Assignment: Scan the lines below and report each one containing "configuration" by copying it.

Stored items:
::::::::::
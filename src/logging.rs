//! Structured logging setup
//!
//! The library only emits `tracing` events; installing a subscriber is left
//! to the binary (or the embedding server). This module provides the
//! subscriber the `routelet` binary uses: an `EnvFilter` plus a JSON or
//! pretty `fmt` layer writing to stderr, so stdout stays free for output.

use anyhow::{Context, Result};
use std::env;
use tracing::Level;
use tracing_subscriber::layer::SubscriberExt;
use tracing_subscriber::util::SubscriberInitExt;
use tracing_subscriber::{EnvFilter, Layer};

/// Log format: JSON for production, pretty-print for development
#[derive(Debug, Clone, Copy, PartialEq, Eq)]
pub enum LogFormat {
    Json,
    Pretty,
}

impl LogFormat {
    #[must_use]
    pub fn parse(s: &str) -> Self {
        match s.to_lowercase().as_str() {
            "pretty" => LogFormat::Pretty,
            _ => LogFormat::Json,
        }
    }
}

/// Logging configuration
#[derive(Debug, Clone, PartialEq, Eq)]
pub struct LogConfig {
    /// Log level: trace/debug/info/warn/error
    pub log_level: String,
    /// Log format: json/pretty
    pub format: LogFormat,
    /// Extra filter directives (comma-separated), e.g. `routelet::router=debug`
    pub target_filter: Option<String>,
}

impl Default for LogConfig {
    fn default() -> Self {
        Self {
            log_level: "info".to_string(),
            format: LogFormat::Json,
            target_filter: None,
        }
    }
}

impl LogConfig {
    /// Parse configuration from `ROUTELET_LOG_*` environment variables
    #[must_use]
    pub fn from_env() -> Self {
        Self {
            log_level: env::var("ROUTELET_LOG_LEVEL").unwrap_or_else(|_| "info".to_string()),
            format: LogFormat::parse(
                &env::var("ROUTELET_LOG_FORMAT").unwrap_or_else(|_| "json".to_string()),
            ),
            target_filter: env::var("ROUTELET_LOG_FILTER").ok().filter(|s| !s.trim().is_empty()),
        }
    }

    fn level(&self) -> Level {
        match self.log_level.to_lowercase().as_str() {
            "trace" => Level::TRACE,
            "debug" => Level::DEBUG,
            "warn" => Level::WARN,
            "error" => Level::ERROR,
            _ => Level::INFO,
        }
    }

    /// Build the filter: `RUST_LOG` if set, else the configured level, plus
    /// any extra directives.
    fn env_filter(&self) -> EnvFilter {
        let mut env_filter =
            EnvFilter::try_from_default_env().unwrap_or_else(|_| EnvFilter::new(self.level().as_str()));

        if let Some(target_filter) = &self.target_filter {
            for filter in target_filter.split(',') {
                let filter = filter.trim();
                if filter.is_empty() {
                    continue;
                }
                match filter.parse() {
                    Ok(directive) => env_filter = env_filter.add_directive(directive),
                    Err(_) => eprintln!("Warning: Invalid log filter directive: {}", filter),
                }
            }
        }
        env_filter
    }
}

/// Install the global subscriber.
///
/// # Errors
///
/// Fails if a global subscriber is already installed.
pub fn init_logging_with_config(config: &LogConfig) -> Result<()> {
    let fmt_layer = match config.format {
        LogFormat::Json => tracing_subscriber::fmt::layer()
            .json()
            .with_current_span(true)
            .with_span_list(true)
            .with_target(true)
            .with_writer(std::io::stderr)
            .boxed(),
        LogFormat::Pretty => tracing_subscriber::fmt::layer()
            .pretty()
            .with_target(true)
            .with_writer(std::io::stderr)
            .boxed(),
    };

    tracing_subscriber::registry()
        .with(config.env_filter())
        .with(fmt_layer)
        .try_init()
        .context("Failed to initialize logging")
}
::::::::::
Task result:
/// Logging configuration
    /// Parse configuration from `ROUTELET_LOG_*` environment variables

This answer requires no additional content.